The ultimate spiritual goal of the ascetic is to seek deliverance. This is the liberation of the soul from the cycle of birth and death. But God Himself is bound to all of us in chains of love. God is the creator and master of everything. He himself is not free as He has joyfully bound Himself to the work of creation and to the objects He has created. How can then man ever hope to be free from bondage? He urges the ascetics to leave the ritualistic flowers and incense which does not serve any purpose. According to the poet one can find God not in the temple but with the workers who are working whole day in the dirt and under the hot sun. He asks us what harm is there if you work under the sun and if your clothes become dirty. Even when your clothes are turn out or stained there is no harm because one is going to see the creator. Thus Tagore conveys that participation in the activity of life is essential for the realization of God.
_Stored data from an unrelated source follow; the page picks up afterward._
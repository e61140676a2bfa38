//! Executor lookup by function type

use super::{Executor, HttpExecutor, PlaceholderExecutor};
use crate::config::models::ExecutorsConfig;
use crate::core::registry::FunctionType;
use crate::utils::error::Result;
use std::collections::HashMap;
use std::sync::Arc;
use tokio::sync::{AcquireError, OwnedSemaphorePermit, Semaphore};
use tracing::info;

/// An executor and its optional concurrency cap
#[derive(Debug, Clone)]
pub struct ExecutorSlot {
    executor: Arc<dyn Executor>,
    permits: Option<Arc<Semaphore>>,
}

impl ExecutorSlot {
    pub fn executor(&self) -> &Arc<dyn Executor> {
        &self.executor
    }

    /// Wait for a free execution slot; uncapped slots return immediately
    pub async fn acquire(&self) -> std::result::Result<Option<OwnedSemaphorePermit>, AcquireError> {
        match &self.permits {
            Some(permits) => permits.clone().acquire_owned().await.map(Some),
            None => Ok(None),
        }
    }

    pub fn available_permits(&self) -> Option<usize> {
        self.permits.as_ref().map(|p| p.available_permits())
    }
}

/// Executors keyed by the function type they serve
#[derive(Debug, Clone, Default)]
pub struct ExecutorSet {
    slots: HashMap<FunctionType, ExecutorSlot>,
}

impl ExecutorSet {
    pub fn new() -> Self {
        Self::default()
    }

    /// Every known type gets an engine client if one is configured, a placeholder otherwise
    pub fn from_config(config: &ExecutorsConfig) -> Result<Self> {
        let mut set = Self::new();
        for function_type in FunctionType::ALL {
            let settings = config.get(&function_type).cloned().unwrap_or_default();
            let executor: Arc<dyn Executor> = match settings.endpoint.as_deref() {
                Some(endpoint) => {
                    info!("Executor for {} functions: {}", function_type, endpoint);
                    Arc::new(HttpExecutor::new(function_type, endpoint, &settings)?)
                }
                None => Arc::new(PlaceholderExecutor::new(function_type)),
            };
            set.insert(function_type, executor, settings.max_concurrency);
        }
        Ok(set)
    }

    /// Register or replace the executor for a type
    pub fn insert(
        &mut self,
        function_type: FunctionType,
        executor: Arc<dyn Executor>,
        max_concurrency: Option<usize>,
    ) {
        let permits = max_concurrency.map(|n| Arc::new(Semaphore::new(n)));
        self.slots
            .insert(function_type, ExecutorSlot { executor, permits });
    }

    pub fn with(
        mut self,
        function_type: FunctionType,
        executor: Arc<dyn Executor>,
        max_concurrency: Option<usize>,
    ) -> Self {
        self.insert(function_type, executor, max_concurrency);
        self
    }

    pub fn get(&self, function_type: FunctionType) -> Option<&ExecutorSlot> {
        self.slots.get(&function_type)
    }

    pub fn len(&self) -> usize {
        self.slots.len()
    }

    pub fn is_empty(&self) -> bool {
        self.slots.is_empty()
    }
}
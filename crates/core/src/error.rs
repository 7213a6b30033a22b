//! Unified error type shared across the workspace.

use tokio_rusqlite::rusqlite;

/// Errors surfaced by the cache store, the network client, and the router.
#[derive(Debug, thiserror::Error)]
pub enum Error {
    /// Cache store operation failed.
    #[error("cache store error: {0}")]
    Database(tokio_rusqlite::Error),

    /// Schema migration failed to apply.
    #[error("cache store migration failed: {0}")]
    MigrationFailed(String),

    /// A URL could not be parsed or resolved.
    #[error("invalid url: {0}")]
    InvalidUrl(String),

    /// Network transport failure (connection, TLS, timeout).
    #[error("fetch failed: {0}")]
    Fetch(String),

    /// Response body exceeded the configured size limit.
    #[error("fetch too large: {0}")]
    FetchTooLarge(String),
}

impl Error {
    /// True for failures of the cache store itself, as opposed to network
    /// or input errors. The worker falls back to passthrough on these.
    pub fn is_storage(&self) -> bool {
        matches!(self, Error::Database(_) | Error::MigrationFailed(_))
    }
}

impl From<tokio_rusqlite::Error<Error>> for Error {
    fn from(err: tokio_rusqlite::Error<Error>) -> Self {
        match err {
            tokio_rusqlite::Error::Error(e) => e,
            tokio_rusqlite::Error::ConnectionClosed => Error::Database(tokio_rusqlite::Error::ConnectionClosed),
            tokio_rusqlite::Error::Close(c) => Error::Database(tokio_rusqlite::Error::Close(c)),
            _ => Error::Database(tokio_rusqlite::Error::ConnectionClosed),
        }
    }
}

impl From<tokio_rusqlite::Error<rusqlite::Error>> for Error {
    fn from(err: tokio_rusqlite::Error<rusqlite::Error>) -> Self {
        Error::Database(err)
    }
}

impl From<rusqlite::Error> for Error {
    fn from(err: rusqlite::Error) -> Self {
        Error::Database(tokio_rusqlite::Error::Error(err))
    }
}
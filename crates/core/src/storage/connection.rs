//! Database connection management with pragma configuration.
//!
//! This module handles opening the SQLite database, applying required pragmas
//! for performance and concurrency (WAL mode), and running migrations.

use super::migrations;
use crate::Error;
use std::path::Path;
use tokio_rusqlite::Connection;

/// Cache store handle.
///
/// Wraps a tokio-rusqlite Connection that runs database operations
/// on a background thread. Cloning is cheap and all clones share the
/// same underlying connection.
#[derive(Clone, Debug)]
pub struct CacheStore {
    pub(crate) conn: Connection,
}

impl CacheStore {
    /// Open a store at the specified path.
    ///
    /// Creates the file if it doesn't exist, applies performance pragmas,
    /// and runs any pending migrations.
    pub async fn open(path: impl AsRef<Path>) -> Result<Self, Error> {
        let conn = Connection::open(path).await.map_err(|e| Error::Database(e.into()))?;

        conn.call(|conn| {
            conn.execute_batch(
                "PRAGMA journal_mode=WAL;
                 PRAGMA synchronous=NORMAL;
                 PRAGMA temp_store=MEMORY;
                 PRAGMA foreign_keys=ON;",
            )?;
            Ok(())
        })
        .await
        .map_err(Error::Database)?;

        migrations::run(&conn).await?;

        Ok(Self { conn })
    }

    /// Open an in-memory store for testing.
    ///
    /// Creates a temporary in-memory SQLite database with the same
    /// pragma configuration as file-based databases.
    pub async fn open_in_memory() -> Result<Self, Error> {
        let conn = Connection::open_in_memory()
            .await
            .map_err(|e| Error::Database(e.into()))?;

        conn.call(|conn| {
            conn.execute_batch(
                "PRAGMA journal_mode=WAL;
                 PRAGMA synchronous=NORMAL;
                 PRAGMA temp_store=MEMORY;
                 PRAGMA foreign_keys=ON;",
            )?;
            Ok(())
        })
        .await
        .map_err(Error::Database)?;

        migrations::run(&conn).await?;

        Ok(Self { conn })
    }
}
Tagore suggests that the infinite expresses itself through the finite, and the divine is found in the human. Tagore stands for a synthesis of contemplation and action. Contemplation comes first, for that helps the purification of the mind. But the fullness of spiritual life can be realised only when the life of contemplation is merged into the life of action-the life of service to humanity. In the poetry of Tagore’s later life, the rejection of asceticism and the promotion of a world-affirmative view become more subtle and intricate.

Tagore knows the value of humanism and he expresses the value of humanism in this poem. Humanists believe that service to fellowmen and love of them is the highest form of worship. They also believe that God is to be found with the poor and the labourer. Tagore says that true worship of God means mingling with the humble humanity on terms of equality, and participation in their humble activities. According to Tagore, the rich and the proud can never find God, for they keep aloof from the poor and the downtrodden. He opines, pride can never approach to where those walk in the clothes of the humble among the poorest, the lowliest and lost.

It shows that God lives in the company of those who toil in Sun and Shower and whose clothes are soiled with dust. God loves the humble tiller despite his dirty and tattered dress. God is to be found with the poor and the humble who earn their bread with the sweat of their brow.